Mais encore ? Quels professionnels rencontrent
le plus volontiers ces patients ? Ce sont avant
tout leurs soignants de premier recours. Le bon
sens voudrait que l’éducation thérapeutique
soit réalisée là où sont les patients, d’une manière continue, dans un type de relation
soignant-soigné qui n’est pas spécifique à
l’éducation thérapeutique, mais générique à
toute rencontre entre un professionnel et un
malade. L’éducation thérapeutique n’est qu’une
modalité technique, un ensemble de méthodes
et d’outils au service d’un projet, l’autonomie du
patient. Les Anglo-Saxons utilisent un terme issu
des sciences sociales, l’empowerment (les Québécois traduisent par « empouvoirment »). La
Charte d’Ottawa disait bien dès 1986, dans son
chapitre « Acquisition d’aptitudes individuelles » :
« La promotion de la santé soutient le développement individuel et social en offrant des informations, en assurant l’éducation pour la santé et
en perfectionnant les aptitudes indispensables à
la vie. Ce faisant, elle permet aux gens d’exercer
un plus grand contrôle sur leur propre santé, et
de faire des choix favorables à celle-ci ». Elle recommandait d’orienter les services de santé dans
ce sens [7].
Les objectifs d’un système de santé devraient
bien être ceux-ci. Pour toutes les rencontres entre un soignant et un soigné, cette préoccupation
devrait être au premier plan. Il serait temps que
les principes de développement de l’autonomie
des patients soient utilisés en routine dans toutes nos consultations, et que l’on ne voie pas
l’éducation thérapeutique comme le seul lieu de
cette mise en œuvre.
Références :
1. Saout C, Charbonnel B, Bertrand D. Pour une politique nationale d’éducation thérapeutique du patient. Paris ; Ministère de la santé, de la jeunesse, des sports et de la vie associative ;
2008 (171 pages).
2. Epstein RM, Communicating evidence for participatory decision making.Alper BS, Quill TE. JAMA. 2004 19;291(19):2359-66.
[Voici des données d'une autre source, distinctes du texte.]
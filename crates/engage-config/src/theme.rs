//! Theme style service.
//!
//! Single source of truth for the light/dark presentation mode, with an
//! optional enforcement override the host application can apply to lock one
//! style irrespective of the user or system preference. Changes are published
//! through a [`tokio::sync::watch`] channel, so new subscribers observe the
//! current value immediately and are woken once per distinct change.

use engage_common::{ThemeStyle, ThemeStyleEnforcement};
use tokio::sync::watch;
use tracing::debug;

use crate::schema::ThemeConfig;

pub struct ThemeService {
    tx: watch::Sender<ThemeStyle>,
    /// Last style requested through `set_style`, remembered even while an
    /// enforcement is active.
    unenforced: ThemeStyle,
    enforcement: ThemeStyleEnforcement,
}

impl ThemeService {
    pub fn new(initial: ThemeStyle) -> Self {
        let (tx, _) = watch::channel(initial);
        Self {
            tx,
            unenforced: initial,
            enforcement: ThemeStyleEnforcement::None,
        }
    }

    /// Build from the persisted theme section, applying any enforcement.
    pub fn from_config(config: &ThemeConfig) -> Self {
        let mut service = Self::new(config.initial_style);
        service.set_enforcement(config.enforcement());
        service
    }

    /// The style currently visible to subscribers.
    pub fn current(&self) -> ThemeStyle {
        *self.tx.borrow()
    }

    pub fn enforcement(&self) -> ThemeStyleEnforcement {
        self.enforcement
    }

    /// Observe style changes. The receiver holds the current value; await
    /// `changed()` for subsequent distinct updates.
    pub fn subscribe(&self) -> watch::Receiver<ThemeStyle> {
        self.tx.subscribe()
    }

    /// Request a style. Remembered always; visible only while no enforcement
    /// is active.
    pub fn set_style(&mut self, style: ThemeStyle) {
        self.unenforced = style;
        if self.enforcement == ThemeStyleEnforcement::None {
            self.publish(style);
        }
    }

    /// Apply or clear an enforcement. Clearing reverts to the last style
    /// requested through `set_style`.
    pub fn set_enforcement(&mut self, enforcement: ThemeStyleEnforcement) {
        self.enforcement = enforcement;
        self.publish(enforcement.resolve(self.unenforced));
    }

    fn publish(&self, style: ThemeStyle) {
        let changed = self.tx.send_if_modified(|current| {
            if *current != style {
                *current = style;
                true
            } else {
                false
            }
        });
        if changed {
            debug!(style = %style, "theme style changed");
        }
    }
}
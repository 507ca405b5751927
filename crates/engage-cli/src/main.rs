mod cli;

use std::path::Path;
use std::sync::Arc;

use engage_common::{ConversationId, EventBus, SdkEvent};
use engage_config::{SpotConfig, ThemeService};
use engage_conversation::{HttpRealtimeProvider, RealtimeService};
use tracing::info;
use tracing_subscriber::EnvFilter;

#[tokio::main]
async fn main() -> engage_common::Result<()> {
    let args = cli::parse();

    let log_directive = args.log_level.as_deref().unwrap_or("engage=info");
    tracing_subscriber::fmt()
        .with_env_filter(
            EnvFilter::from_default_env().add_directive(
                log_directive
                    .parse()
                    .unwrap_or_else(|_| "engage=info".parse().expect("valid directive")),
            ),
        )
        .init();

    let config = match &args.config {
        Some(path) => SpotConfig::load_from_path(Path::new(path))?,
        None => {
            // No snapshot on disk; the demo assumes the server enabled realtime.
            let mut config = SpotConfig::default();
            config.mobile_sdk.realtime_enabled = Some(true);
            config
        }
    };

    let theme = ThemeService::from_config(&config.theme);
    info!(style = %theme.current(), "theme style resolved");

    let bus = EventBus::new(16);
    let mut events = bus.subscribe();
    tokio::spawn(async move {
        while let Ok(event) = events.recv().await {
            info!(?event, "sdk event");
        }
    });

    let conversation = ConversationId::new(args.conversation.clone());
    let provider = Arc::new(HttpRealtimeProvider::new(args.base_url.clone()));
    let (handle, mut updates) = RealtimeService::spawn(&config, provider)?;

    handle.start(conversation.clone()).await;
    bus.publish(SdkEvent::RealtimeStarted(conversation.clone()));
    info!(conversation = %conversation, base_url = %args.base_url, "polling started, ctrl-c to stop");

    loop {
        tokio::select! {
            maybe_update = updates.recv() => {
                let Some(update) = maybe_update else { break };
                let counts = update
                    .snapshot
                    .data
                    .as_ref()
                    .and_then(|d| d.total_count(&update.conversation_id));
                println!(
                    "[{}] messages={} notify={} next_poll_in={}s",
                    update.conversation_id,
                    counts.map_or_else(|| "?".into(), |c| c.to_string()),
                    update.should_user_be_notified,
                    update.time_offset_secs,
                );
            }
            _ = tokio::signal::ctrl_c() => {
                bus.publish(SdkEvent::RealtimeStopped(conversation.clone()));
                handle.stop(conversation.clone()).await;
                handle.shutdown().await;
                bus.publish(SdkEvent::Shutdown);
                break;
            }
        }
    }

    info!("bye");
    Ok(())
}
pub mod drafts;
pub mod realtime;

pub use drafts::DraftCache;
pub use realtime::{
    HttpRealtimeProvider, RealtimeDataProvider, RealtimeHandle, RealtimeService,
    RealtimeSnapshot, RealtimeUpdate,
};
3. OMS – Europe. Éducation thérapeutique du patient. Copenhague : OMS ; 1998.
4. Bourit O. Drahi E. Éducation thérapeutique du diabétique et médecine générale : une enquête dans les départements de l’Indre et du Loiret. Médecine. 2007; 229-234.
5. Gallois P, ed. La Formation Médicale Continue. Paris : Flammarion Médecine-Sciences ; 1998.
6. Bourit O. L’éducation thérapeutique des patients diabétiques de type 2 en médecine générale [Thèse Médecine]. Tours : UFR Médecine ; 2006.